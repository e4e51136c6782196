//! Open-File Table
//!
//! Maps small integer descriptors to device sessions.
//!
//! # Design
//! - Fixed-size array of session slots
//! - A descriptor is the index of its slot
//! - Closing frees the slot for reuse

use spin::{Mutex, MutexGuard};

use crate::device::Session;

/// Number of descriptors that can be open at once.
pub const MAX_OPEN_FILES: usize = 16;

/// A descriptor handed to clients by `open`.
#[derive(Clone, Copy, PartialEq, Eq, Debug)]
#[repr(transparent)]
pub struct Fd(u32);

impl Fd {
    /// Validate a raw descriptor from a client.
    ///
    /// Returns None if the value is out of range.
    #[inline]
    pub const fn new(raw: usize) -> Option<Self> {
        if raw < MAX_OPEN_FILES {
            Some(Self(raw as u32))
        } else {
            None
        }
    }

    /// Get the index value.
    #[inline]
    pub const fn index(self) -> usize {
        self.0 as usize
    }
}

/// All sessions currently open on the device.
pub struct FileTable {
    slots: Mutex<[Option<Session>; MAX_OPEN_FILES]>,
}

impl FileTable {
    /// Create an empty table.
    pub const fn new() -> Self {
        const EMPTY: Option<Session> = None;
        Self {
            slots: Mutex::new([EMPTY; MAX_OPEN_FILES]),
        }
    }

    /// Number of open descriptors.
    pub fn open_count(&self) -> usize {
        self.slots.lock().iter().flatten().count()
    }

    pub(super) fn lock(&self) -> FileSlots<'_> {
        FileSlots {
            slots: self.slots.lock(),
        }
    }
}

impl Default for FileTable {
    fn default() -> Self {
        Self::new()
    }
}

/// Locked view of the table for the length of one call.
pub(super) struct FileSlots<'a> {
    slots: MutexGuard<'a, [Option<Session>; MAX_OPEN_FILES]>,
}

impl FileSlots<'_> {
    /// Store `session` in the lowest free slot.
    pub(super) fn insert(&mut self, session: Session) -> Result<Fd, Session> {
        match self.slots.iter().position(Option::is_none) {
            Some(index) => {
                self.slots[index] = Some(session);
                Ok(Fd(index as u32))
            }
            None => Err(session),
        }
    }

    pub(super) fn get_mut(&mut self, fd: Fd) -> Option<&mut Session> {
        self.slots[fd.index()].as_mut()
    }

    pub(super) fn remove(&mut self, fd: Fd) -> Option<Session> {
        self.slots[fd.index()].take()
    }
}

---

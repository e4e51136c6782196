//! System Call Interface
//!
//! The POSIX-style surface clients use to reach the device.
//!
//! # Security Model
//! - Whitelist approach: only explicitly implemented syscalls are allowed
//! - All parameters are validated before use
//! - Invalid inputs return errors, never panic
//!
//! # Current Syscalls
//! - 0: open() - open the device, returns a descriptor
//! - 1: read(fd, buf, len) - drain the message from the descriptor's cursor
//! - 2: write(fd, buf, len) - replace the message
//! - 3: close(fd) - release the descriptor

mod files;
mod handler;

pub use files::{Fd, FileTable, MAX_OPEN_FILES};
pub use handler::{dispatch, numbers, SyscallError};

▶ [Task instructions] Which lines above include the word "iter"? Return each one.

▶ [Answer box]
        self.slots.lock().iter().flatten().count()
        match self.slots.iter().position(Option::is_none) {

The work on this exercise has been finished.